Oil Drops to $67 on Waning Consumer Confidence
After a nine-day rally, crude oil dropped more than a dollar in trading on the New York Mercantile Exchange Tuesday to settle just above $67 a barrel on weakening US consumer confidence.
In trading Tuesday, the price per barrel of crude oil fell $1.15 from yesterday's close to settle at $67.23 a barrel. After a nine-day rally, today's drop represents nearly a 2% decrease.
While supply and demand fundamentals have been overlooked on the market, positive economic news has been spurring the recent crude oil rally that brought prices back up from the mid-$50s. Investors have been buying oil on the hopes that the global economic situation is on the mend. However, negative news surfacing today about US consumer confidence deflated the recent optimism.
In the news today, the index on US consumer confidence fell to 46.6 in July, exceeding analysts' expectations. The consumer confidence number for June was 49.3.
"The falling equity prices really took a lot of the wind out of the sails of the rally, but we have rallied nine out of the last 10 days, and the market has been overdue for some profit taking," said Gene McGillian, analyst with Tradition Energy in Stamford, Connecticut. "I think that today's S&P sell-off with the consumer confidence numbers that came out prompted that."

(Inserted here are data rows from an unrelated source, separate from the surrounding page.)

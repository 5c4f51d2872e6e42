//! Workspace domain entity

use serde::{Deserialize, Serialize};

/// A physical work bay. Only the count of active workspaces matters to
/// scheduling; identity is never used for per-booking assignment.
#[derive(Debug, Clone, Serialize, Deserialize)]
pub struct Workspace {
    /// Unique workspace ID
    pub id: i32,
    /// Human-readable label ("Bay 3")
    pub name: String,
    /// Whether this workspace currently contributes capacity
    pub is_active: bool,
}

impl Workspace {
    pub fn new(id: i32, name: impl Into<String>) -> Self {
        Self {
            id,
            name: name.into(),
            is_active: true,
        }
    }
}

#[cfg(test)]
mod tests {
    use super::*;

    #[test]
    fn new_workspace_is_active() {
        let w = Workspace::new(1, "Bay 1");
        assert!(w.is_active);
        assert_eq!(w.name, "Bay 1");
    }
}
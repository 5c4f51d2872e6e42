//! Domain errors

use thiserror::Error;

use super::booking::BookingStatus;

/// Domain-level error types
#[derive(Debug, Clone, Error)]
pub enum DomainError {
    /// Requested duration is non-positive or exceeds the business-hours span
    #[error("Invalid duration: {0}")]
    InvalidDuration(String),

    /// The requested slot no longer fits within capacity
    #[error("Slot is no longer available")]
    SlotUnavailable,

    /// Booking not found
    #[error("Booking not found: {0}")]
    BookingNotFound(i32),

    /// Service offering not found or inactive
    #[error("Service not found: {0}")]
    ServiceNotFound(i32),

    /// Workspace not found
    #[error("Workspace not found: {0}")]
    WorkspaceNotFound(i32),

    /// Booking is in a terminal state and cannot change state
    #[error("Booking {booking_id} is {status} and cannot change state")]
    InvalidState {
        booking_id: i32,
        status: BookingStatus,
    },

    /// Storage/repository error
    #[error("Storage error: {0}")]
    Storage(String),

    /// Configuration is malformed or inconsistent
    #[error("Invalid configuration: {0}")]
    InvalidConfig(String),
}

/// Result type for domain operations
pub type DomainResult<T> = Result<T, DomainError>;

The analyst points to investors' expectations about an economic recovery as the reason why the price of oil has been so volatile lately.
"The real thing is the same battle that's being waged in the oil markets since basically the spring -- about how the current outlook is for energy versus what we expect to see happen in six to 12 months continues to be fought," McGillian explained. "That's why we keep swinging around $12 to $15 every six to seven weeks."
Trading on Optimism
Positive news about the economy encourages investments in the crude oil market because investors believe that with this improved economic situation comes an increased demand for oil.
"Some of the things that we saw happening early in the spring about how things were supposed to recover so quickly, I thought was really premature, but the market still managed to go up from basically $50 up to $73," said McGillian. "This rally seems to have washed $4 below that area, and that might be a sign that some of the people that were looking forward to a recovery don't want to get caught again with this."
While the price of oil has made two stabs at cresting above $75, there are some contributing factors that must be present to convert investors' optimism into an economic recovery reality.
"The real thing is that everything is pretty highly correlated, and we have to keep watching the broader financial markets because of some factors that can really push oil prices along," he added. "Primarily, if you start to see Asian demand start to pick up, that’s good to support the oil prices here; and if you start to see signs that the European economies and the United States economy start to pick up, that will definitely help."
Natural Gas Dips Again
The price of natural gas fell again today, continuing a losing streak that has prevented the energy commodity from reaching above $4. Natural gas on the NYMEX Tuesday settled at $3.535, which was a drop of nearly 7 cents.
With the NYMEX option expiration nearing, the price of natural gas is being watched carefully to determine is the bottom of the market has been reached.
"Natural gas, of course, has really been range-bound this month between the year's lows or a little bit above it and then it got up to where we came in at the beginning of July," explained McGillian. "It's really been whippy in there, and that's why people have been watching if we can get an expiration settle that's above $3.50. Then that's a sign that maybe the risk reward is really slight enough that the sell-off for this year is pretty much done, as we head into the second half of the year."